Prenant le contre-pied d'un certain terrorisme, ou d'un conformisme certain, qui frappent de honte celui qui n'aurait pas lu tel ou tel livre «qu'il faut avoir lu» ou «dont on parle», Pierre Bayard s'affaire à détendre l'atmosphère, si l'on peut dire, en commençant par rappeler la boutade d'Oscar Wilde, grand lecteur devant l'Eternel: «Je ne lis jamais un livre dont je dois écrire la critique, on se laisse tellement influencer»…
Blague à part, Pierre Bayard brocarde avec raison la convention souvent hypocrite qui voudrait qu'une honnête femme ou qu'un honnête homme du XXIe siècle ait forcément lu Proust et tout Proust, tout Joyce et les 633 pages tassées du Nom de la rose d'Umberto Eco ou les 903 pages non moins compactes des Bienveillantes de Jonathan Littell. Nul doute que beaucoup de ceux qui en parlent n'ont pas vraiment lu ces deux «musts» de la littérature contemporaine. Par ailleurs, beaucoup de ceux qui causent de tel «classique» incontournable (de Don Quichotte aux Essais de Montaigne) à ou, à l'opposé, de tel ou tel best-seller mondial (de Love story au Da Vinci Code) ne les ont peut-être lus qu'en partie, et peut-être ce qu'ils en disent se réduit-il à des on-dit…

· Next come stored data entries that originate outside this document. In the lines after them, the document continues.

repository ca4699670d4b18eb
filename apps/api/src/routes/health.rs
use axum::Json;
use serde_json::{json, Value};

/// GET /health
/// Returns a simple status object with service version.
pub async fn health_handler() -> Json<Value> {
    Json(json!({
        "status": "ok",
        "version": env!("CARGO_PKG_VERSION"),
        "service": "resume-api"
    }))
}
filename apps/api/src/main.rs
mod achievements;
mod auth;
mod config;
mod db;
mod errors;
mod extract;
mod models;
mod profile;
mod resume;
mod routes;
mod state;
mod stats;
mod validation;
mod webhook;

use anyhow::Result;
use std::net::SocketAddr;
use tower_http::{cors::CorsLayer, trace::TraceLayer};
use tracing::info;
use tracing_subscriber::{layer::SubscriberExt, util::SubscriberInitExt, EnvFilter};

use crate::config::Config;
use crate::db::create_pool;
use crate::routes::build_router;
use crate::state::AppState;

#[tokio::main]
async fn main() -> Result<()> {
    // Load configuration first (fails on missing required env vars)
    let config = Config::from_env()?;

    // Initialize structured logging
    tracing_subscriber::registry()
        .with(EnvFilter::try_from_default_env().unwrap_or_else(|_| {
            EnvFilter::new(format!("{}={}", env!("CARGO_PKG_NAME"), &config.rust_log))
        }))
        .with(tracing_subscriber::fmt::layer())
        .init();

    info!("Starting Resume API v{}", env!("CARGO_PKG_VERSION"));

    // Initialize PostgreSQL (applies bundled migrations)
    let db = create_pool(&config.database_url).await?;

    info!(
        "Token lifetimes: access {}m, refresh {}d",
        config.access_token_ttl_minutes, config.refresh_token_ttl_days
    );
    let state = AppState::new(db, &config);

    let app = build_router(state)
        .layer(TraceLayer::new_for_http())
        .layer(CorsLayer::permissive()); // TODO: restrict origins once the frontend domain is fixed

    let addr: SocketAddr = format!("0.0.0.0:{}", config.port).parse()?;
    info!("Listening on {addr}");

    let listener = tokio::net::TcpListener::bind(addr).await?;
    axum::serve(listener, app).await?;

    Ok(())
}
// Registration, login and bearer-token authentication.
// Passwords are argon2-hashed; tokens are HS256 JWTs (short-lived access, longer refresh).

pub mod extractor;
pub mod handlers;
pub mod password;
pub mod store;
pub mod tokens;

pub use extractor::AuthUser;

use serde::Deserialize;

use crate::validation::{is_valid_email, FieldErrors, BAD_EMAIL, REQUIRED};

#[derive(Debug, Clone, Default, Deserialize)]
#[serde(default)]
pub struct RegisterInput {
    pub username: Option<String>,
    pub email: Option<String>,
    pub first_name: Option<String>,
    pub last_name: Option<String>,
    pub password: Option<String>,
    pub password_confirm: Option<String>,
}

#[derive(Debug, Clone, PartialEq)]
pub struct NewUser {
    pub username: String,
    pub email: String,
    pub first_name: String,
    pub last_name: String,
    pub password: String,
}

impl RegisterInput {
    pub fn validate(self) -> Result<NewUser, FieldErrors> {
        let mut e = FieldErrors::new();

        let username = e.required_text("username", self.username, 150);
        if !username.is_empty() && !username.chars().all(is_username_char) {
            e.add(
                "username",
                "Enter a valid username. This value may contain only letters, numbers, and @/./+/-/_ characters.",
            );
        }

        let email = e.required_text("email", self.email.map(|s| s.trim().to_string()), 254);
        if !email.is_empty() && !is_valid_email(&email) {
            e.add("email", BAD_EMAIL);
        }

        let first_name = e.optional_text("first_name", self.first_name, 150);
        let last_name = e.optional_text("last_name", self.last_name, 150);

        let password = match self.password {
            Some(p) if !p.is_empty() => p,
            _ => {
                e.add("password", REQUIRED);
                String::new()
            }
        };
        match self.password_confirm {
            Some(c) if !c.is_empty() => {
                if !password.is_empty() && c != password {
                    e.add("non_field_errors", "Passwords don't match");
                }
            }
            _ => e.add("password_confirm", REQUIRED),
        }

        e.into_result(|| NewUser {
            username,
            email,
            first_name,
            last_name,
            password,
        })
    }
}

fn is_username_char(c: char) -> bool {
    c.is_alphanumeric() || matches!(c, '@' | '.' | '+' | '-' | '_')
}

#[cfg(test)]
mod tests {
    use super::*;

    fn valid() -> RegisterInput {
        RegisterInput {
            username: Some("ada".to_string()),
            email: Some(" ada@example.com ".to_string()),
            first_name: Some("Ada".to_string()),
            last_name: None,
            password: Some("s3cret!".to_string()),
            password_confirm: Some("s3cret!".to_string()),
        }
    }

    #[test]
    fn test_valid_registration() {
        let new = valid().validate().unwrap();
        assert_eq!(new.email, "ada@example.com");
        assert_eq!(new.last_name, "");
    }

    #[test]
    fn test_password_mismatch() {
        let input = RegisterInput {
            password_confirm: Some("other".to_string()),
            ..valid()
        };
        let errors = input.validate().unwrap_err();
        assert_eq!(
            errors.get("non_field_errors"),
            Some(&["Passwords don't match".to_string()][..])
        );
    }

    #[test]
    fn test_username_charset_and_email() {
        let input = RegisterInput {
            username: Some("ada lovelace".to_string()),
            email: Some("nope".to_string()),
            ..valid()
        };
        let errors = input.validate().unwrap_err();
        assert!(errors.get("username").is_some());
        assert_eq!(errors.get("email"), Some(&[BAD_EMAIL.to_string()][..]));
    }

    #[test]
    fn test_missing_everything() {
        let errors = RegisterInput::default().validate().unwrap_err();
        for field in ["username", "email", "password", "password_confirm"] {
            assert_eq!(errors.get(field), Some(&[REQUIRED.to_string()][..]), "{field}");
        }
        assert!(errors.get("non_field_errors").is_none());
    }
}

Oscar Wilde, lui encore, remarque aussi que «pour apprécier la qualité et le cru d'un vin, point n'est besoin de boire tout le tonneau». Et d'ajouter qu'«il est facile de se rendre compte, en une demi-heure, si un livre vaut quelque chose ou non. Six minutes suffisent même à quelqu'un qui a l'instinct de la forme. Pourquoi patauger dans un lourd volume?» Or ce que Wilde dit avec malice, ce n'est pas du tout que la lecture est inutile, mais que la qualité d'un livre ou d'une lecture est plus importante que la performance quantitative du lecteur. Que certains livres ne méritent même pas les six minutes d'un premier aperçu. Que d'autres nous donnent plus par lampées fines qu'à pleine barrique. Que mal lire un livre en entier ne vaut pas mieux qu'en lire bien quelques pages. Mais cela signifie-t-il pour autant que lire ou ne pas lire revient au même? Nullement, en tout cas dans l'esprit de l'humoriste anglais.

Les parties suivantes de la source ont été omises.